Making sense of the refugee crisis : governance and politicisation of asylum-seekers’ reception in Northern Italy

Challenging and complementing the existing literature on the Italian refugee crisis, this working paper by Andrea Pettrachin develops an actor-centred approach to open the ‘black box’ of asylum governance processes, showing the constitutive effects of governance on the asylum issue. The approach developed is applied to the case of the Veneto region in Italy during the recent “refugee crisis”, a heuristic case-study that shows the value of the approach developed. The paper, first, investigates the cognitive and environmental mechanisms that shape key actors’ asylum policy decisions. Drawing concepts and ideas from framing and sensemaking theories, it shows that, while there is certainly a strategic element that shapes actors’ policy preferences, there is also a meaningful cognitive component in asylum governance. The analysis reveals, indeed, that actors’ strategies are powerfully shaped by political actors’ (different) understandings of public attitudes on migration, rather than by attitudes per se. Secondly, SNA is applied to examine how such understandings are located within and depend upon network relations and to investigate actors’ agency, power and interactions. The analysis shows that local asylum policy outcomes are deeply influenced by the “politics of policy-making”, i.e. by power dynamics and how powerful actors position themselves, behave and mobilise their understandings.
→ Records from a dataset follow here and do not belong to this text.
use thiserror::Error;

pub type Result<T> = std::result::Result<T, BrowserError>;

#[derive(Debug, Error)]
pub enum BrowserError {
    #[error("Browser launch failed: {0}")]
    Launch(String),

    #[error("DevTools protocol error: {0}")]
    Cdp(String),

    #[error("Script result could not be read: {0}")]
    Script(String),
}

impl From<chromiumoxide::error::CdpError> for BrowserError {
    fn from(err: chromiumoxide::error::CdpError) -> Self {
        BrowserError::Cdp(err.to_string())
    }
}

impl From<serde_json::Error> for BrowserError {
    fn from(err: serde_json::Error) -> Self {
        BrowserError::Script(err.to_string())
    }
}
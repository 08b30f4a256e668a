use tracing::{error, info, warn};

use crate::config::Config;
use crate::error::SyncError;
use crate::export::export_csv;
use crate::messages::Message;
use crate::notify::{Notification, Notifier};
use crate::outcome::{bullet_list, OutcomeBuckets};
use crate::reconcile::Reconciler;
use crate::scrape::scrape_one;
use crate::traits::{BrowserLauncher, ProfileBrowser, RecordStore};
use crate::types::{RunStats, Severity, SourceRecord};

/// One end-to-end sync: fetch, scrape, reconcile, export, report.
pub struct SyncRun {
    config: Config,
    store: Box<dyn RecordStore>,
    launcher: Box<dyn BrowserLauncher>,
    notifier: Notifier,
}

impl SyncRun {
    pub fn new(
        config: Config,
        store: Box<dyn RecordStore>,
        launcher: Box<dyn BrowserLauncher>,
        notifier: Notifier,
    ) -> Self {
        Self {
            config,
            store,
            launcher,
            notifier,
        }
    }

    pub async fn run(&self) -> Result<RunStats, SyncError> {
        info!("----------------------------------------");
        info!("Run initiated");
        self.announce(Message::Initiated).await;

        let mut stats = RunStats::default();

        if let Err(e) = self.store.authenticate().await {
            error!(error = %e, "CRM authentication failed");
            self.danger(Message::AuthenticationError, &e).await;
            return Err(SyncError::Authentication(e.to_string()));
        }

        let records = match self.store.fetch_records().await {
            Ok(records) => records,
            Err(e) => {
                error!(error = %e, "CRM record query failed");
                self.danger(Message::QueryError, &e).await;
                return Err(SyncError::Query(e.to_string()));
            }
        };
        stats.records_fetched = records.len() as u64;

        let mut browser = match self.launcher.launch().await {
            Ok(browser) => browser,
            Err(e) => {
                error!(error = %e, "Browser launch failed");
                self.danger(Message::BrowserCrash, &e).await;
                return Err(SyncError::Browser(e.to_string()));
            }
        };

        let buckets = self.scrape_all(browser.as_ref(), &records).await;

        // Always close the session before reporting
        match browser.close().await {
            Ok(()) => info!("browser closed"),
            Err(e) => warn!(error = %e, "Failed to close browser"),
        }

        stats.scraped = buckets.successes.len() as u64;
        stats.page_load_failed = buckets.page_load_failed.len() as u64;
        stats.element_parse_failed = buckets.element_parse_failed.len() as u64;
        stats.scrape_exceptions = buckets.scrape_exception.len() as u64;

        self.report_failures(&buckets).await;

        if self.config.crm.should_update {
            let reconciler = Reconciler::new(
                self.store.as_ref(),
                &self.notifier,
                self.config.locale,
                self.config.crm.should_export_history,
                self.config.crm.history_window_minutes,
            );
            match reconciler.reconcile(&buckets.successes).await {
                Ok(report) => {
                    stats.crm_updated = report.updated;
                    stats.crm_update_failed = report.failed;
                    stats.history_changes = report.history_changes;
                }
                Err(e) => {
                    error!(error = %e, "CRM update failed");
                    self.danger(Message::UpdateError, &e).await;
                }
            }
        } else {
            info!("CRM update disabled, skipping");
        }

        if let Err(e) = export_csv(&buckets.successes, &self.config.csv_path) {
            error!(error = %e, "CSV export failed");
            let message = match &e {
                SyncError::CsvPreparation(_) => Message::CsvPreparationError,
                _ => Message::CsvSaveError,
            };
            self.danger(message, &e).await;
            return Err(e);
        }
        stats.csv_rows = buckets.successes.len() as u64;

        self.notifier
            .notify(Notification::new(
                self.config.locale.text(Message::Processed),
                Severity::Good,
            ))
            .await;

        info!("Run complete. {stats}");
        Ok(stats)
    }

    /// Scrape every record in order. Failures stay local to their record.
    async fn scrape_all(
        &self,
        browser: &dyn ProfileBrowser,
        records: &[SourceRecord],
    ) -> OutcomeBuckets {
        let mut buckets = OutcomeBuckets::default();
        let total = records.len();

        for (i, record) in records.iter().enumerate() {
            info!("progress {} / {}", i + 1, total);
            let result = scrape_one(browser, record, &self.config.poll).await;
            if let Err(ref failure) = result {
                warn!(
                    id = %record.id,
                    url = %record.profile_url,
                    error = %failure,
                    "Scrape failed"
                );
            }
            buckets.record(record, result);
        }

        buckets
    }

    /// One warning per non-empty failure bucket.
    async fn report_failures(&self, buckets: &OutcomeBuckets) {
        for (bucket, entries) in buckets.failures() {
            if entries.is_empty() {
                continue;
            }
            let Some(message) = bucket.message() else {
                continue;
            };
            self.notifier
                .notify(
                    Notification::new(
                        bullet_list(self.config.locale.text(message), entries),
                        Severity::Warning,
                    )
                    .titled(self.config.locale.text(Message::Failure)),
                )
                .await;
        }
    }

    async fn announce(&self, message: Message) {
        self.notifier
            .notify(Notification::new(
                self.config.locale.text(message),
                Severity::Info,
            ))
            .await;
    }

    async fn danger(&self, message: Message, err: &(dyn std::fmt::Display + Sync)) {
        self.notifier
            .notify(
                Notification::new(
                    format!("{}\n{err}", self.config.locale.text(message)),
                    Severity::Danger,
                )
                .titled(self.config.locale.text(Message::Failure)),
            )
            .await;
    }
}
Ultimately, the paper sheds light on the interplay between the “regulatory” and the “public reaction” dimensions of the Italian asylum crisis, illustrating the politicisation of asylum governance and the relationship between public attitudes on migration, frame emergence, policy-making, politics and public mobilisations in the active constitution of the Italian asylum crisis.

The research from which these findings are derived was funded by the European Research Council for the project ‘Prospects for International Migration Governance’ (no. 340430) awarded to Professor Andrew Geddes.